BEGIN Source records
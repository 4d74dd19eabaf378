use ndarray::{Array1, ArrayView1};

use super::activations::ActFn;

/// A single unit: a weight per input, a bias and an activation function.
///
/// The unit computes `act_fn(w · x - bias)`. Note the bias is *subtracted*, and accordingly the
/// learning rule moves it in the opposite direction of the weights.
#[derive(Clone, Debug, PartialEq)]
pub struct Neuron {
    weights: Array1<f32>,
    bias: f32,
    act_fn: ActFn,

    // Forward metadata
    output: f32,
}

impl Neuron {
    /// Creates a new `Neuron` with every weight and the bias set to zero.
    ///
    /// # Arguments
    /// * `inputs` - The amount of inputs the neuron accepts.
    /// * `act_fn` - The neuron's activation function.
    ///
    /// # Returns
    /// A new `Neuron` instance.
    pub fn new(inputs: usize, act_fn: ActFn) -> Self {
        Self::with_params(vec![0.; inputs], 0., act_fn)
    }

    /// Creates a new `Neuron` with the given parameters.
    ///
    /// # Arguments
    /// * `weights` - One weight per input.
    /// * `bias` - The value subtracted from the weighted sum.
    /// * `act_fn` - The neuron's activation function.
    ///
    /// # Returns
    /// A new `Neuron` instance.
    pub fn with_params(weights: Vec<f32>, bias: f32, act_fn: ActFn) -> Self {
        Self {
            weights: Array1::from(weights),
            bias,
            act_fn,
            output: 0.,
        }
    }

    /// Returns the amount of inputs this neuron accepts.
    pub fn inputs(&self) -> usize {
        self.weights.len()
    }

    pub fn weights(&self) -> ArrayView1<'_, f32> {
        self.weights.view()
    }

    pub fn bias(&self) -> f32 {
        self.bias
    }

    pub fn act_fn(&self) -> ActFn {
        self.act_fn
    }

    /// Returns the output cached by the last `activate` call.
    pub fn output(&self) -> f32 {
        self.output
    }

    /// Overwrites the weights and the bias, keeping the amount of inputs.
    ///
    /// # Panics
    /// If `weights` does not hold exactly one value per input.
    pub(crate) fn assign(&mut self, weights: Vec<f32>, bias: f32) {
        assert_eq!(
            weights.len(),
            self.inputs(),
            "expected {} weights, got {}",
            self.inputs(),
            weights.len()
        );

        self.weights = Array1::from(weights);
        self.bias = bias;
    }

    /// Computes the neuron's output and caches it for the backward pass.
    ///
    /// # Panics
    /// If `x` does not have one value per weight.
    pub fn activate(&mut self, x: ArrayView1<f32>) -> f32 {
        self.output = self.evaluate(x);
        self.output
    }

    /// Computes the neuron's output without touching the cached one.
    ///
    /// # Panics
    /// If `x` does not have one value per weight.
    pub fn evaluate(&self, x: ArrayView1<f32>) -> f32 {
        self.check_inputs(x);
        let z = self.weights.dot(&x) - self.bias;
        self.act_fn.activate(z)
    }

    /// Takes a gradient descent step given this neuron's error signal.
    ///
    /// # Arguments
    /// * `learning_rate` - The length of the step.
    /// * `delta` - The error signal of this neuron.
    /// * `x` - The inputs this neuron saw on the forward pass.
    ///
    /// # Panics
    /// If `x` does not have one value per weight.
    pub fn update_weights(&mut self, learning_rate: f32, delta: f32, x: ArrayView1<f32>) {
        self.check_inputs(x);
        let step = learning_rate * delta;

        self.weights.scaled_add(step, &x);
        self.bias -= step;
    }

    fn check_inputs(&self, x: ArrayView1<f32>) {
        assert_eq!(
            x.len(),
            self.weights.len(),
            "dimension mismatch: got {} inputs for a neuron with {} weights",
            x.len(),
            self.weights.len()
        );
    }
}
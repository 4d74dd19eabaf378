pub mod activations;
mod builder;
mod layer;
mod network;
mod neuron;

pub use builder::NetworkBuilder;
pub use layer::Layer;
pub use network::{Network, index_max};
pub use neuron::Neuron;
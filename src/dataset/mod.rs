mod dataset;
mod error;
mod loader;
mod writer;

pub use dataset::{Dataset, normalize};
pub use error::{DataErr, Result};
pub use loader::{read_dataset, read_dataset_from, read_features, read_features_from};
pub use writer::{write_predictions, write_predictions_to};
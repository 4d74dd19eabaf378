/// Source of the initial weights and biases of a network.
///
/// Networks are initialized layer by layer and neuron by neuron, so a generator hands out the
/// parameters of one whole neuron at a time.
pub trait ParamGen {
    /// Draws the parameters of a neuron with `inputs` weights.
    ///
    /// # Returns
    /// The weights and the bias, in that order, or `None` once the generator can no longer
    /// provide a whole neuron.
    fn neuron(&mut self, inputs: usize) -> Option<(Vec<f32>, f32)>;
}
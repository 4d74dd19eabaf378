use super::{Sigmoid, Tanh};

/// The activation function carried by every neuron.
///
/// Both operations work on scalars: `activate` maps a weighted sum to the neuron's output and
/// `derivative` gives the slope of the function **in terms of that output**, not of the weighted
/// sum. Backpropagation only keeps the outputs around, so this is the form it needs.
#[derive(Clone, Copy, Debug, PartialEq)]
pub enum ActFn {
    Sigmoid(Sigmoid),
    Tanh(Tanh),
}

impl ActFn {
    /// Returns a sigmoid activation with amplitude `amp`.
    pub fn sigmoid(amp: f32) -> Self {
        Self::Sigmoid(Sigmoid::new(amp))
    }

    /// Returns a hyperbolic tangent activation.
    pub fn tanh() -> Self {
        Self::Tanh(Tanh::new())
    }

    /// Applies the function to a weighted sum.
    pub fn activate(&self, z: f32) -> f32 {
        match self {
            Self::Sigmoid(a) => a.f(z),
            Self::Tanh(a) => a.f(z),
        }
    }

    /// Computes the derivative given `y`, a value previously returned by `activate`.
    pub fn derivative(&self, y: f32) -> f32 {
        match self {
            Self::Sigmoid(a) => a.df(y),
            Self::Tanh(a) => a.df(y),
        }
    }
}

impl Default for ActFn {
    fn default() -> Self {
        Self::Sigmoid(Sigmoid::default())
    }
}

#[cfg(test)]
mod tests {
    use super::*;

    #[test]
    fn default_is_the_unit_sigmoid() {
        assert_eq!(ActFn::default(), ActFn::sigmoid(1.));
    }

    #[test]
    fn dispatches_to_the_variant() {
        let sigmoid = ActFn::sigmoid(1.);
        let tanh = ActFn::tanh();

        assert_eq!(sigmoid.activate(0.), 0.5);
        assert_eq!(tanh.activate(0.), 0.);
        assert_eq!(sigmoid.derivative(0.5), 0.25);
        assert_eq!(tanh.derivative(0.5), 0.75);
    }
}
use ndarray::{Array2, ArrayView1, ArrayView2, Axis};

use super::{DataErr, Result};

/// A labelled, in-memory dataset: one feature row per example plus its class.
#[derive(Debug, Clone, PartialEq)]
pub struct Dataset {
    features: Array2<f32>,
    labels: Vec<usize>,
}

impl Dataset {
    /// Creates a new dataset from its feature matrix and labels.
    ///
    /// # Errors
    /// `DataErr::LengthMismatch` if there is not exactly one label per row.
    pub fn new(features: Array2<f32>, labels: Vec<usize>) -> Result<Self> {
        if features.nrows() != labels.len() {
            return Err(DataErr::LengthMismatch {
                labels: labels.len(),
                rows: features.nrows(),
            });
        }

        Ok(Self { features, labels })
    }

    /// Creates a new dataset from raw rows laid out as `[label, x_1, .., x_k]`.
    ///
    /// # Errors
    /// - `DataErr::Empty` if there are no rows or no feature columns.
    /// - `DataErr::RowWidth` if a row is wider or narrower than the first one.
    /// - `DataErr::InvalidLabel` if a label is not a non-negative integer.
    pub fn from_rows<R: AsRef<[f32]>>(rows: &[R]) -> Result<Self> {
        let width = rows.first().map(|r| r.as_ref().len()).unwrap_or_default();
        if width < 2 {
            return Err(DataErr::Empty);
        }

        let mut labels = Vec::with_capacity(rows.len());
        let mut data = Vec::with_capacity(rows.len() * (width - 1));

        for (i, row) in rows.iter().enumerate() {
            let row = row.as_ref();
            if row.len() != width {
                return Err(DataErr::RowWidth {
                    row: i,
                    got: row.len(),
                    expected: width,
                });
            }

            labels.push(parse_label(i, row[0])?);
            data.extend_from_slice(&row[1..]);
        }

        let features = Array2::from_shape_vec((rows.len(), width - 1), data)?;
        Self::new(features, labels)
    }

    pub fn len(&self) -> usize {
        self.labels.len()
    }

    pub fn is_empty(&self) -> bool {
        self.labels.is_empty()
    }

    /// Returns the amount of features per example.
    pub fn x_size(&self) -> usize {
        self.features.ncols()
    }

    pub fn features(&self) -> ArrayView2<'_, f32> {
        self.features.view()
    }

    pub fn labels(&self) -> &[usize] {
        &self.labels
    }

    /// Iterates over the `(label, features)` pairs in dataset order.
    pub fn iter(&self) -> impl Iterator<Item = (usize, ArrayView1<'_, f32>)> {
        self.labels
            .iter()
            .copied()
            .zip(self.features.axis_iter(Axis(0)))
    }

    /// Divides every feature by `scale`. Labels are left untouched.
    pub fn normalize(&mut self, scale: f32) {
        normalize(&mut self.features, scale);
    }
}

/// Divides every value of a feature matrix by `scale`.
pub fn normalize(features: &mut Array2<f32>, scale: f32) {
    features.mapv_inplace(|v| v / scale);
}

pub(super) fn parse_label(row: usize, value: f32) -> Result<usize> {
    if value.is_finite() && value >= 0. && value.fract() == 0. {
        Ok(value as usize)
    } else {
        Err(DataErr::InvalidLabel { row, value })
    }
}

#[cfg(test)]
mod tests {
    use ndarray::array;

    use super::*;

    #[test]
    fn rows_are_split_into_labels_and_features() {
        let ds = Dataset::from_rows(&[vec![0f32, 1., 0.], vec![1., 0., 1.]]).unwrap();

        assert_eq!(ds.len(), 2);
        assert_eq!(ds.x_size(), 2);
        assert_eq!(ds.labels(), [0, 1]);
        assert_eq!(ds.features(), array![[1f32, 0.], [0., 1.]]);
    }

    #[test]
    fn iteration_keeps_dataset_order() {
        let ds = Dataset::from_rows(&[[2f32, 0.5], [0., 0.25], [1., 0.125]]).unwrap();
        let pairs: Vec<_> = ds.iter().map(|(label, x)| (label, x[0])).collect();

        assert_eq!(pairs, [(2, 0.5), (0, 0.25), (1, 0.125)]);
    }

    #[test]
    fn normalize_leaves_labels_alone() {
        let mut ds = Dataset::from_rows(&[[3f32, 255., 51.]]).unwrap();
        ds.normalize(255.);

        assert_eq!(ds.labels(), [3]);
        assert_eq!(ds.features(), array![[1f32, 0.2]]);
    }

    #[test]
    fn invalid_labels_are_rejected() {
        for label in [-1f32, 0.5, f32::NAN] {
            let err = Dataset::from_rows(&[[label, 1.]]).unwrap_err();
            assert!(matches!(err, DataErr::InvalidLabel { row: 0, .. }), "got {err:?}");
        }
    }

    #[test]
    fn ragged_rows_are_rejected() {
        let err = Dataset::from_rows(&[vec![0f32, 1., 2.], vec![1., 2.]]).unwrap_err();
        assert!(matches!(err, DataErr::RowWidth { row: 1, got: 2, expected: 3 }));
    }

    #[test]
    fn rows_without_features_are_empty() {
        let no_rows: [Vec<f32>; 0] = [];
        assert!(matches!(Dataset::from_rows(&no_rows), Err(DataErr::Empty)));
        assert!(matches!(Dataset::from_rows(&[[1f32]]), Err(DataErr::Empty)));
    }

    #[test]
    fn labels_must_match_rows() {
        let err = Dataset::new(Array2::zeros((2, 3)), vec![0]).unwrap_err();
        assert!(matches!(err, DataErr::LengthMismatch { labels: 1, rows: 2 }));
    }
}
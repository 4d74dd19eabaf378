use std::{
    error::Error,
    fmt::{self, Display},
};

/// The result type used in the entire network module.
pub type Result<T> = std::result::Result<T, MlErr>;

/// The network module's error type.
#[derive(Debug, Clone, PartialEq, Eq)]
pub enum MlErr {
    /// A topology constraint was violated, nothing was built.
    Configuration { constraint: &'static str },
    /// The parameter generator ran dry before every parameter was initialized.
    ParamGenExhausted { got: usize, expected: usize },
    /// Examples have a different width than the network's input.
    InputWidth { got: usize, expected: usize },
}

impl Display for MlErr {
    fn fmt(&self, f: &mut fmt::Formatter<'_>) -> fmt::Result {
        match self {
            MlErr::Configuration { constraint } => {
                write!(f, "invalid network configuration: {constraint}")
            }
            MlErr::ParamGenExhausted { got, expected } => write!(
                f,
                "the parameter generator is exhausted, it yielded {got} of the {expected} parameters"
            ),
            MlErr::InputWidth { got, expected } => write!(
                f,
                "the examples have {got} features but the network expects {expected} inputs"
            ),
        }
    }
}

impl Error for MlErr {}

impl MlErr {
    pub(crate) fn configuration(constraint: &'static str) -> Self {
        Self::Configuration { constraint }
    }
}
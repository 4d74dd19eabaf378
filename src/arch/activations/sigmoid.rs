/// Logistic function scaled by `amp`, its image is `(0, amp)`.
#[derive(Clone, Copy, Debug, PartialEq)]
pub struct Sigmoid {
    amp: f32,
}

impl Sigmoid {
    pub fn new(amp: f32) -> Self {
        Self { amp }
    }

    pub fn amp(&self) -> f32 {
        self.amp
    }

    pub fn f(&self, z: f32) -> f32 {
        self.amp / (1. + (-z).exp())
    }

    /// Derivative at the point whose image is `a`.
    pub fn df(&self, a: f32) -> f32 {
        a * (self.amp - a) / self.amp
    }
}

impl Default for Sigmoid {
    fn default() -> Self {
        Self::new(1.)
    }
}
END Source records
◆ **Assignment**:
Pull every line that holds the string "PartialEq" out of the records.

◆ **Exercise solution**:
#[derive(Clone, Debug, PartialEq)]
#[derive(Clone, Copy, Debug, PartialEq)]
#[derive(Debug, Clone, PartialEq)]
#[derive(Debug, Clone, PartialEq, Eq)]
#[derive(Clone, Copy, Debug, PartialEq)]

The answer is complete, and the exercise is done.